Жалел ли я, что так и не стал выдающимся актером? Сколько раз мне задавали этот вопрос! Ну конечно, жалел. Режиссеры всегда завидуют актерам, и я подозреваю, что чуть ли не каждый великий режиссер предпочел бы быть великим актером. Кое-кто считал, что мои актерские способности лучше проявятся в кино и на телевидении, меня пытались туда сманить, с этим связано много забавных историй, но, в сущности, ни в кино, ни на телевидение меня не влекло. Я всегда считал, что подлинное драматическое искусство – это живой театр. Были у меня и свои заветные мечты, конечно, по части Шекспира; но на Лира я так и не отважился, а о моем Гамлете лучше и не поминать. Кажется, я хорошо сыграл Просперо в той постановке, когда Лиззи была Ариэлем. Это была моя первая большая роль, и как же давно это было. Со временем тщеславия у меня поубавилось. В театре тщеславие получает такие щелчки, что, казалось бы, должно быстро поджать хвост, однако большинство актеров умудряются его сохранить – у них это не только профессиональная болезнь, но и единственная возможность не пойти ко дну. Искреннее, великодушное восхищение, а оно тоже не редкость, помогает и врачует. Я смотрел и просто хороших, и великих актеров – Уилфрида, Сидни Эша, Маркуса Хенти (тоже один из любовников Клемент), даже Фабиана Гинсберга, даже Перри, даже Алоиза. И спокойно зачислил себя в актеры второго разряда. Это было тем легче, что к тому времени я уже с головой ушел в режиссуру. Чтобы позабавить себя и публику, я исполнял крошечные роли в собственных постановках и как-то раз чуть не затмил всех остальных, сыграв Якова в «Чайке».
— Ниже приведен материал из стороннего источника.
use serde::{Deserialize, Serialize};

use crate::core::{content_size, Attrs, Document, ElementNode, Mark, Marks, Node, TextNode};
use crate::error::TransformError;
use crate::schema::{Schema, DOC};

#[derive(Debug, Clone, PartialEq, Serialize, Deserialize)]
#[serde(tag = "step", rename_all = "snake_case")]
pub enum Step {
    Replace {
        from: usize,
        to: usize,
        #[serde(default)]
        nodes: Vec<Node>,
    },
    AddMark {
        from: usize,
        to: usize,
        mark: Mark,
    },
    RemoveMark {
        from: usize,
        to: usize,
        kind: String,
        #[serde(default, skip_serializing_if = "Option::is_none")]
        attrs: Option<Attrs>,
    },
    SetNodeMarkup {
        pos: usize,
        kind: String,
        #[serde(default)]
        attrs: Attrs,
        #[serde(default)]
        marks: Marks,
    },
}

impl Step {
    pub fn map(&self) -> StepMap {
        match self {
            Step::Replace { from, to, nodes } => StepMap {
                pos: *from,
                old_size: to - from,
                new_size: content_size(nodes),
            },
            Step::AddMark { .. } | Step::RemoveMark { .. } | Step::SetNodeMarkup { .. } => {
                StepMap::identity()
            }
        }
    }

    pub fn apply(&self, doc: &Document, schema: &Schema) -> Result<Document, TransformError> {
        let size = doc.content_size();
        match self {
            Step::Replace { from, to, nodes } => {
                check_range(*from, *to, size)?;
                let children = replace_children(&doc.children, *from, *to, nodes, 0)?;
                Ok(Document { children })
            }
            Step::AddMark { from, to, mark } => {
                check_range(*from, *to, size)?;
                let edit = |parent: &str, marks: &mut Marks| {
                    if schema.allows_mark(parent, &mark.kind) {
                        marks.add(mark.clone());
                    }
                };
                Ok(Document {
                    children: rewrite_marks(&doc.children, DOC, *from, *to, &edit),
                })
            }
            Step::RemoveMark {
                from,
                to,
                kind,
                attrs,
            } => {
                check_range(*from, *to, size)?;
                let edit = |_: &str, marks: &mut Marks| match attrs {
                    Some(attrs) => {
                        marks.remove(&Mark::with_attrs(kind.clone(), attrs.clone()));
                    }
                    None => {
                        marks.remove_kind(kind);
                    }
                };
                Ok(Document {
                    children: rewrite_marks(&doc.children, DOC, *from, *to, &edit),
                })
            }
            Step::SetNodeMarkup {
                pos,
                kind,
                attrs,
                marks,
            } => {
                let children = set_markup(&doc.children, *pos, kind, attrs, marks)
                    .ok_or(TransformError::NoNodeAt(*pos))?;
                Ok(Document { children })
            }
        }
    }
}

/// Position map of a single step: `old_size` positions at `pos` became `new_size`.
#[derive(Debug, Clone, Copy, PartialEq, Eq)]
pub struct StepMap {
    pos: usize,
    old_size: usize,
    new_size: usize,
}

impl StepMap {
    pub fn identity() -> Self {
        Self {
            pos: 0,
            old_size: 0,
            new_size: 0,
        }
    }

    pub fn map(&self, pos: usize) -> usize {
        if self.old_size == 0 && self.new_size == 0 {
            return pos;
        }
        let end = self.pos + self.old_size;
        if pos < self.pos || (pos == self.pos && self.old_size > 0) {
            return pos;
        }
        if pos > end {
            return pos - self.old_size + self.new_size;
        }
        self.pos + self.new_size
    }
}

fn check_range(from: usize, to: usize, size: usize) -> Result<(), TransformError> {
    if from > to || to > size {
        return Err(TransformError::PositionOutOfRange {
            pos: from.max(to),
            size,
        });
    }
    Ok(())
}

fn char_split(text: &str, at: usize) -> (String, String) {
    let ix = text
        .char_indices()
        .nth(at)
        .map(|(ix, _)| ix)
        .unwrap_or(text.len());
    (text[..ix].to_string(), text[ix..].to_string())
}

fn join_texts(nodes: Vec<Node>) -> Vec<Node> {
    let mut out: Vec<Node> = Vec::with_capacity(nodes.len());
    for node in nodes {
        if let Node::Text(t) = &node {
            if t.is_empty() {
                continue;
            }
            if let Some(Node::Text(prev)) = out.last_mut() {
                if prev.marks == t.marks {
                    prev.text.push_str(&t.text);
                    continue;
                }
            }
        }
        out.push(node);
    }
    out
}

fn replace_children(
    children: &[Node],
    from: usize,
    to: usize,
    nodes: &[Node],
    base: usize,
) -> Result<Vec<Node>, TransformError> {
    let mut cur = 0usize;
    for (ix, child) in children.iter().enumerate() {
        let end = cur + child.size();
        if let Node::Element(el) = child {
            if cur < from && to < end {
                let inner =
                    replace_children(&el.children, from - cur - 1, to - cur - 1, nodes, base + cur + 1)?;
                let mut out = children.to_vec();
                out[ix] = Node::Element(ElementNode {
                    children: inner,
                    ..el.clone()
                });
                return Ok(out);
            }
        }
        if cur >= to {
            break;
        }
        cur = end;
    }

    let mut before: Vec<Node> = Vec::new();
    let mut after: Vec<Node> = Vec::new();
    let mut cur = 0usize;
    for child in children {
        let end = cur + child.size();
        if end <= from {
            before.push(child.clone());
        } else if cur >= to {
            after.push(child.clone());
        } else if let Node::Text(t) = child {
            if from > cur {
                let (left, _) = char_split(&t.text, from - cur);
                before.push(Node::Text(TextNode {
                    text: left,
                    marks: t.marks.clone(),
                }));
            }
            if to < end {
                let (_, right) = char_split(&t.text, to - cur);
                after.push(Node::Text(TextNode {
                    text: right,
                    marks: t.marks.clone(),
                }));
            }
        } else if from > cur || to < end {
            return Err(TransformError::UnsupportedRange {
                from: base + from,
                to: base + to,
            });
        }
        cur = end;
    }

    let mut out = before;
    out.extend(nodes.iter().cloned());
    out.extend(after);
    Ok(join_texts(out))
}

fn rewrite_marks(
    children: &[Node],
    parent_kind: &str,
    from: usize,
    to: usize,
    edit: &dyn Fn(&str, &mut Marks),
) -> Vec<Node> {
    let mut out: Vec<Node> = Vec::with_capacity(children.len());
    let mut cur = 0usize;
    for child in children {
        let end = cur + child.size();
        if end <= from || cur >= to {
            out.push(child.clone());
            cur = end;
            continue;
        }
        match child {
            Node::Text(t) => {
                let len = t.len();
                let a = from.saturating_sub(cur).min(len);
                let b = (to - cur).min(len);
                let (head, rest) = char_split(&t.text, a);
                let (middle, tail) = char_split(&rest, b - a);
                let mut marks = t.marks.clone();
                edit(parent_kind, &mut marks);
                for (text, marks) in [(head, t.marks.clone()), (middle, marks), (tail, t.marks.clone())] {
                    out.push(Node::Text(TextNode { text, marks }));
                }
            }
            Node::Void(v) => {
                let mut v = v.clone();
                edit(parent_kind, &mut v.marks);
                out.push(Node::Void(v));
            }
            Node::Element(el) => {
                let inner = rewrite_marks(
                    &el.children,
                    &el.kind,
                    from.saturating_sub(cur + 1),
                    to.saturating_sub(cur + 1),
                    edit,
                );
                out.push(Node::Element(ElementNode {
                    children: inner,
                    ..el.clone()
                }));
            }
        }
        cur = end;
    }
    join_texts(out)
}

fn set_markup(
    children: &[Node],
    pos: usize,
    kind: &str,
    attrs: &Attrs,
    marks: &Marks,
) -> Option<Vec<Node>> {
    let mut cur = 0usize;
    for (ix, child) in children.iter().enumerate() {
        let end = cur + child.size();
        if cur == pos {
            let next = match child {
                Node::Element(el) => Node::Element(ElementNode {
                    kind: kind.to_string(),
                    attrs: attrs.clone(),
                    children: el.children.clone(),
                    marks: marks.clone(),
                }),
                Node::Void(_) => Node::Void(crate::core::VoidNode {
                    kind: kind.to_string(),
                    attrs: attrs.clone(),
                    marks: marks.clone(),
                }),
                Node::Text(_) => return None,
            };
            let mut out = children.to_vec();
            out[ix] = next;
            return Some(out);
        }
        if cur < pos && pos < end {
            let Node::Element(el) = child else {
                return None;
            };
            let inner = set_markup(&el.children, pos - cur - 1, kind, attrs, marks)?;
            let mut out = children.to_vec();
            out[ix] = Node::Element(ElementNode {
                children: inner,
                ..el.clone()
            });
            return Some(out);
        }
        cur = end;
    }
    None
}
Ну и ну, какая же получается мешанина, если писать вот так подряд все, что придет в голову. Может, лучше и в самом деле рассматривать этот дневник как черновые наброски. Постараюсь, хотя бы на время, удержаться от пространных воспоминаний о моих постановках. Известность мне принес Шекспир, но я брался и за многое другое. За что только я не брался! А в общем, довольно хвастать. Все это я наплел в виде пролога к разговору о Клемент Мэйкин. Но бедная Клемент может подождать, ведь ничего другого ей и не остается. Для нее битва жизни кончилась. А я сижу здесь и дивлюсь на себя. Что же я, добровольно распростился с этой магией, бросил свою книгу в море, как Просперо? Простил врагам своим? Отречение от власти, окончательное претворение магии в жизнь духа? Время покажет.